Why meeting cost matters
A typical 30-minute team meeting with five mid-level engineers costs hundreds of dollars in salary alone. Multiply that by every recurring weekly meeting, and the bill adds up fast. Putting a number on it doesn't mean meetings are bad — it means the bar for which meetings happen, and who needs to be in them, should be deliberate.
The point of this tool isn't to shame people out of meetings. It's to give organizers a quick gut-check: is this 60-minute, 12-person status update worth $1,500 of salary time, or could a five-line written update do the same job?
How to estimate hourly rates
If you don't know everyone's exact salary, use a fully-loaded hourly rate — what each person actually costs the company once you include benefits, taxes, equipment, and overhead. A common rule of thumb is base salary × 1.4. So a $150,000-base engineer is roughly $100/hr fully loaded.

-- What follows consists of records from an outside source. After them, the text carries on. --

//! Simplified ByteTrack association.
//!
//! Confident boxes are matched to known tracks first; weak boxes may only
//! extend tracks left unmatched by that pass and never open new ones. A
//! student who dips in confidence for a frame therefore keeps their id.

use std::collections::HashSet;

use crate::detection::domain::face_tracker::TrackId;
use crate::shared::bounding_box::BoundingBox;

/// A detector output awaiting association.
#[derive(Clone, Debug)]
pub struct ScoredBox {
    pub bbox: BoundingBox,
    pub score: f64,
}

/// A box that was associated with a live track this frame.
#[derive(Clone, Debug, PartialEq)]
pub struct TrackedBox {
    pub id: TrackId,
    pub bbox: BoundingBox,
}

const HIGH_THRESH: f64 = 0.5;
const MATCH_THRESH: f64 = 0.3;

#[derive(Clone, Debug)]
struct TrackState {
    id: TrackId,
    bbox: BoundingBox,
    frames_lost: usize,
    matched: bool,
}

pub struct ByteTracker {
    tracks: Vec<TrackState>,
    next_id: TrackId,
    max_lost: usize,
}

impl ByteTracker {
    pub fn new(max_lost: usize) -> Self {
        Self {
            tracks: Vec::new(),
            next_id: 1,
            max_lost,
        }
    }

    /// Associates one frame of boxes and returns the tracks seen in it.
    ///
    /// Output follows track creation order.
    pub fn update(&mut self, boxes: &[ScoredBox]) -> Vec<TrackedBox> {
        let (high, low): (Vec<_>, Vec<_>) = boxes
            .iter()
            .enumerate()
            .partition(|(_, b)| b.score >= HIGH_THRESH);

        for track in &mut self.tracks {
            track.matched = false;
        }
        let num_existing = self.tracks.len();

        let claimed = self.associate(&high);
        self.associate(&low);

        for (i, b) in &high {
            if !claimed.contains(i) {
                self.tracks.push(TrackState {
                    id: self.next_id,
                    bbox: b.bbox,
                    frames_lost: 0,
                    matched: true,
                });
                self.next_id += 1;
            }
        }

        for track in self.tracks.iter_mut().take(num_existing) {
            if !track.matched {
                track.frames_lost += 1;
            }
        }
        let max_lost = self.max_lost;
        self.tracks.retain(|t| t.frames_lost <= max_lost);

        // Lost tracks stay internal so they can be re-acquired.
        self.tracks
            .iter()
            .filter(|t| t.matched)
            .map(|t| TrackedBox {
                id: t.id,
                bbox: t.bbox,
            })
            .collect()
    }

    /// Greedy IoU matching of `candidates` against still-unmatched tracks.
    /// Returns the candidate indices that were claimed.
    fn associate(&mut self, candidates: &[(usize, &ScoredBox)]) -> HashSet<usize> {
        let mut pairs: Vec<(usize, usize, f64)> = Vec::new();
        for (ti, track) in self.tracks.iter().enumerate().filter(|(_, t)| !t.matched) {
            for (ci, candidate) in candidates {
                let iou = track.bbox.iou(&candidate.bbox);
                if iou >= MATCH_THRESH {
                    pairs.push((ti, *ci, iou));
                }
            }
        }
        pairs.sort_by(|a, b| b.2.total_cmp(&a.2));

        let mut used_tracks = HashSet::new();
        let mut claimed = HashSet::new();
        for (ti, ci, _) in pairs {
            if used_tracks.contains(&ti) || claimed.contains(&ci) {
                continue;
            }
            used_tracks.insert(ti);
            claimed.insert(ci);

            let Some(bbox) = candidates.iter().find(|(i, _)| *i == ci).map(|(_, b)| b.bbox) else {
                continue;
            };
            let track = &mut self.tracks[ti];
            track.bbox = bbox;
            track.frames_lost = 0;
            track.matched = true;
        }
        claimed
    }
}
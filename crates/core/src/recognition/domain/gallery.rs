use std::collections::BTreeMap;

use crate::recognition::domain::identity_matcher::Candidate;

/// One enrolment embedding. A student may have several.
#[derive(Clone, Debug)]
pub struct GalleryEntry {
    pub identity: String,
    pub embedding: Vec<f32>,
}

/// Known identities and their enrolment embeddings.
#[derive(Clone, Debug, Default)]
pub struct Gallery {
    entries: Vec<GalleryEntry>,
}

impl Gallery {
    pub fn push(&mut self, identity: impl Into<String>, embedding: Vec<f32>) {
        self.entries.push(GalleryEntry {
            identity: identity.into(),
            embedding,
        });
    }

    pub fn len(&self) -> usize {
        self.entries.len()
    }

    pub fn is_empty(&self) -> bool {
        self.entries.is_empty()
    }

    /// Distinct identities, sorted.
    pub fn identities(&self) -> Vec<&str> {
        let mut ids: Vec<&str> = self.entries.iter().map(|e| e.identity.as_str()).collect();
        ids.sort_unstable();
        ids.dedup();
        ids
    }

    /// The `top_k` identities closest to `query`, ascending by distance.
    ///
    /// Each identity is scored by its best enrolment embedding. Candidates
    /// beyond `max_distance` are dropped; equal distances order by identity.
    pub fn nearest(&self, query: &[f32], top_k: usize, max_distance: Option<f64>) -> Vec<Candidate> {
        let mut best: BTreeMap<&str, f64> = BTreeMap::new();
        for entry in &self.entries {
            if entry.embedding.len() != query.len() {
                log::warn!(
                    "Skipping gallery embedding for {}: dimension {} != {}",
                    entry.identity,
                    entry.embedding.len(),
                    query.len()
                );
                continue;
            }
            let distance = cosine_distance(query, &entry.embedding);
            if !distance.is_finite() {
                continue;
            }
            best.entry(entry.identity.as_str())
                .and_modify(|d| *d = d.min(distance))
                .or_insert(distance);
        }

        let mut ranked: Vec<Candidate> = best
            .into_iter()
            .filter(|(_, d)| max_distance.map_or(true, |max| *d <= max))
            .map(|(id, d)| Candidate::new(id, d))
            .collect();
        ranked.sort_by(|a, b| {
            a.distance
                .total_cmp(&b.distance)
                .then_with(|| a.identity.cmp(&b.identity))
        });
        ranked.truncate(top_k);
        ranked
    }
}

/// `1 - a·b` for L2-normalised vectors, floored at 0.
pub fn cosine_distance(a: &[f32], b: &[f32]) -> f64 {
    let dot: f64 = a.iter().zip(b).map(|(&x, &y)| x as f64 * y as f64).sum();
    (1.0 - dot).max(0.0)
}
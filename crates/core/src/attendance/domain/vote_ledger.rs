use std::collections::BTreeMap;

use crate::detection::domain::face_tracker::TrackId;
use crate::recognition::domain::identity_matcher::Candidate;

/// Distances recorded per candidate identity, in arrival order.
pub type CandidateVotes = BTreeMap<String, Vec<f64>>;

/// Append-only, run-scoped accumulator of identity votes per track.
///
/// Every candidate present under a track holds at least one distance.
/// A track whose detections never produced a usable candidate is still
/// present, with no candidates, so it can be reported as unresolved.
#[derive(Clone, Debug, Default)]
pub struct TrackVoteLedger {
    tracks: BTreeMap<TrackId, CandidateVotes>,
}

impl TrackVoteLedger {
    pub fn new() -> Self {
        Self::default()
    }

    /// Appends one detection's ranked candidates under `track_id`.
    ///
    /// Distances that are negative or not finite are not valid votes and
    /// are dropped with a warning. Returns the number of votes recorded.
    pub fn record_votes(&mut self, track_id: TrackId, candidates: &[Candidate]) -> usize {
        let entry = self.tracks.entry(track_id).or_default();
        let mut recorded = 0;
        for candidate in candidates {
            if !candidate.distance.is_finite() || candidate.distance < 0.0 {
                log::warn!(
                    "Ignoring vote for {} on track {track_id}: invalid distance {}",
                    candidate.identity,
                    candidate.distance
                );
                continue;
            }
            entry
                .entry(candidate.identity.clone())
                .or_default()
                .push(candidate.distance);
            recorded += 1;
        }
        recorded
    }

    pub fn candidates(&self, track_id: TrackId) -> Option<&CandidateVotes> {
        self.tracks.get(&track_id)
    }

    /// Tracks in ascending id order with their candidate votes.
    pub fn iter(&self) -> impl Iterator<Item = (TrackId, &CandidateVotes)> + '_ {
        self.tracks.iter().map(|(id, votes)| (*id, votes))
    }

    pub fn track_count(&self) -> usize {
        self.tracks.len()
    }

    pub fn vote_count(&self) -> usize {
        self.tracks
            .values()
            .flat_map(|c| c.values())
            .map(Vec::len)
            .sum()
    }

    pub fn is_empty(&self) -> bool {
        self.tracks.is_empty()
    }
}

For mixed-seniority groups, take a weighted average. For external attendees, use their billable rate. The numbers don't have to be perfect to be useful — directionally correct beats precisely wrong.
Reading the live ticker
Start the ticker when the meeting actually begins (not when it was scheduled to begin — late starts are part of the cost too). Pause when the topic shifts to one that doesn't need everyone. Reset between meetings.
The "per-second" and "per-minute" lines are the most useful numbers in the widget. When you see "this meeting is burning $1.50 every second," the value of cutting tangents becomes very concrete.